As for how people treat me?
This is probably the hardest thing about Lupus. Like I said, on most days, I feel perfectly fine. I look fine. Even on my in-between days I probably look fine. It's only when I'm really hurting that I look bad. As a friend at work says, I get "glassy-eyed." I think that's her kind way of telling me I look like death. What's hard is that on those in-between days, I'm still hurting. And no one quite seems to get what that means, or how painful it is. I try very hard not to whine when I'm not feeling good, but I'm not sure how good of a job I do.
I think that what bothers me most is when people tell me what I should be doing to feel better. The most common thing I hear is go be active and walk around-then I won't be as tired and I'll "get the joints moving!" And while I can understand the sentiment there...no. That doesn't help. When my joints are inflamed and swollen and it hurts to bend them, the last thing I really want to do is go take a walk.
I also hear that my body would probably be better able to fight the disease if I was in better shape. Don't I know it. You can bet I've heard it from my doctor, my mother, my husband, and myself. I know that losing weight would alleviate some extra pressure off of my joints. And I'm trying. But it is hard to exercise in the midst of bad days. I really wish that advice would stop.

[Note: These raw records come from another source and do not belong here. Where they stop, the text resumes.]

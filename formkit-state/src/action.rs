//! Reducer actions

use std::fmt;

use formkit_fields::Value;
use serde::{Deserialize, Serialize};

/// Callback told whether VALIDATE_ALL found at least one error.
pub type ValidatedCallback<'a> = Box<dyn FnOnce(bool) + 'a>;

/// The fixed set of transitions the reducer understands.
#[derive(Debug, Clone, Copy, PartialEq, Eq, Hash, Serialize, Deserialize)]
#[serde(rename_all = "SCREAMING_SNAKE_CASE")]
pub enum ActionKind {
    Reset,
    SetFieldValue,
    SetFieldError,
    ValidateField,
    ValidateAll,
}

impl fmt::Display for ActionKind {
    fn fmt(&self, f: &mut fmt::Formatter<'_>) -> fmt::Result {
        let name = match self {
            Self::Reset => "RESET",
            Self::SetFieldValue => "SET_FIELD_VALUE",
            Self::SetFieldError => "SET_FIELD_ERROR",
            Self::ValidateField => "VALIDATE_FIELD",
            Self::ValidateAll => "VALIDATE_ALL",
        };
        f.write_str(name)
    }
}

/// A request to transition the field collection.
///
/// Every part is optional so callers can dispatch conditionally without
/// guarding each call: an action missing what its kind needs leaves the
/// state untouched. `data: None` is "no data", distinct from `Some(Value::Null)`.
#[derive(Default)]
pub struct Action<'a> {
    pub kind: Option<ActionKind>,
    pub field_name: Option<String>,
    pub data: Option<Value>,
    pub on_validated: Option<ValidatedCallback<'a>>,
}

impl<'a> Action<'a> {
    pub fn new(kind: ActionKind) -> Self {
        Self {
            kind: Some(kind),
            ..Self::default()
        }
    }

    pub fn reset() -> Self {
        Self::new(ActionKind::Reset)
    }

    pub fn set_field_value(field_name: impl Into<String>, data: impl Into<Value>) -> Self {
        Self::new(ActionKind::SetFieldValue)
            .with_field_name(field_name)
            .with_data(data)
    }

    pub fn set_field_error(field_name: impl Into<String>, error: impl Into<Value>) -> Self {
        Self::new(ActionKind::SetFieldError)
            .with_field_name(field_name)
            .with_data(error)
    }

    /// SET_FIELD_ERROR with no data, which clears the error.
    pub fn clear_field_error(field_name: impl Into<String>) -> Self {
        Self::new(ActionKind::SetFieldError).with_field_name(field_name)
    }

    pub fn validate_field(field_name: impl Into<String>) -> Self {
        Self::new(ActionKind::ValidateField).with_field_name(field_name)
    }

    pub fn validate_all() -> Self {
        Self::new(ActionKind::ValidateAll)
    }

    pub fn with_field_name(mut self, field_name: impl Into<String>) -> Self {
        self.field_name = Some(field_name.into());
        self
    }

    pub fn with_data(mut self, data: impl Into<Value>) -> Self {
        self.data = Some(data.into());
        self
    }

    /// Register the VALIDATE_ALL outcome callback
    pub fn on_validated(mut self, callback: impl FnOnce(bool) + 'a) -> Self {
        self.on_validated = Some(Box::new(callback));
        self
    }
}

impl fmt::Debug for Action<'_> {
    fn fmt(&self, f: &mut fmt::Formatter<'_>) -> fmt::Result {
        f.debug_struct("Action")
            .field("kind", &self.kind)
            .field("field_name", &self.field_name)
            .field("data", &self.data)
            .field("on_validated", &self.on_validated.is_some())
            .finish()
    }
}
//! Form-level options

use std::fmt;

use formkit_state::FormData;

/// Called with the form values once a submit passes validation.
pub type SubmitCallback = Box<dyn Fn(FormData)>;

/// Options shared by every [`Form`](crate::Form) built from a store.
#[derive(Default)]
pub struct FormOptions {
    submit: Option<SubmitCallback>,
}

impl FormOptions {
    pub fn new() -> Self {
        Self::default()
    }

    /// Set the submit callback
    pub fn on_submit(mut self, submit: impl Fn(FormData) + 'static) -> Self {
        self.submit = Some(Box::new(submit));
        self
    }

    pub fn submit_callback(&self) -> Option<&SubmitCallback> {
        self.submit.as_ref()
    }
}

impl fmt::Debug for FormOptions {
    fn fmt(&self, f: &mut fmt::Formatter<'_>) -> fmt::Result {
        f.debug_struct("FormOptions")
            .field("submit", &self.submit.is_some())
            .finish()
    }
}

One of the hardest things to deal with is my students. I know that some of my kids know that I get sick every so often, and some have ventured to ask why (more so last year), but this isn't something you pop out and say...and is it their business? I battle with that. Sometimes I really want to finish grading their essays, but just can't hold a pen anymore. It would probably be easier to just tell them, but then it's an excuse, right? I don't know. I don't have answers for that.
The other hard topic is having kids. I was flat-out told by my doctor that while not impossible, it will be very difficult for me to conceive and stay pregnant. That's the nature of Lupus. So my only other pet peeve revolves around people asking....I guess I'm at that age. So many friends and family members are starting families and we're still here.
Don't get me wrong. I have faith. I just don't want the questions.
I will say that in the last year I've learned a lot about myself as a person. I think I am more in tune with my body now than when I was in great shape. I know when I'm pushing myself too hard. I know when I've hit my limit of stress and need to step away. I've balanced work and home life so that I'm not putting too much on myself. I know when I've hit my limit and need to stop.
I've also learned that I'm not going to let things get in my way. I have dreams and I'm going for them. When I'm feeling up to it, I write. And while it might not be any good, I'm doing it. And I read the things that move me in the moments I need them. I hug my husband and tell him I love him. I cuddle on the couch with my cats and they comfort me when I'm feeling awful. I teach my kids at school all the things they need to know about history and literature and writing, but also about how to be a good person, how to love and care for each other. At least I hope I do.
And I just try to push through each day in hopes that I make a difference somewhere.
In many ways...I guess I'm grateful for this. It has redefined who I am in a good way and has given me the push I needed to push myself. I think I have become more passionate about the things I love in the last year: Matt, my family, my "kids," writing, education, literacy, my home....Lupus, while a challenge, has also been a blessing.
I hope I explained myself well. Please let me know if you have questions about anything-the disease, my life, my wonderful husband, anything. I'd be happy to answer.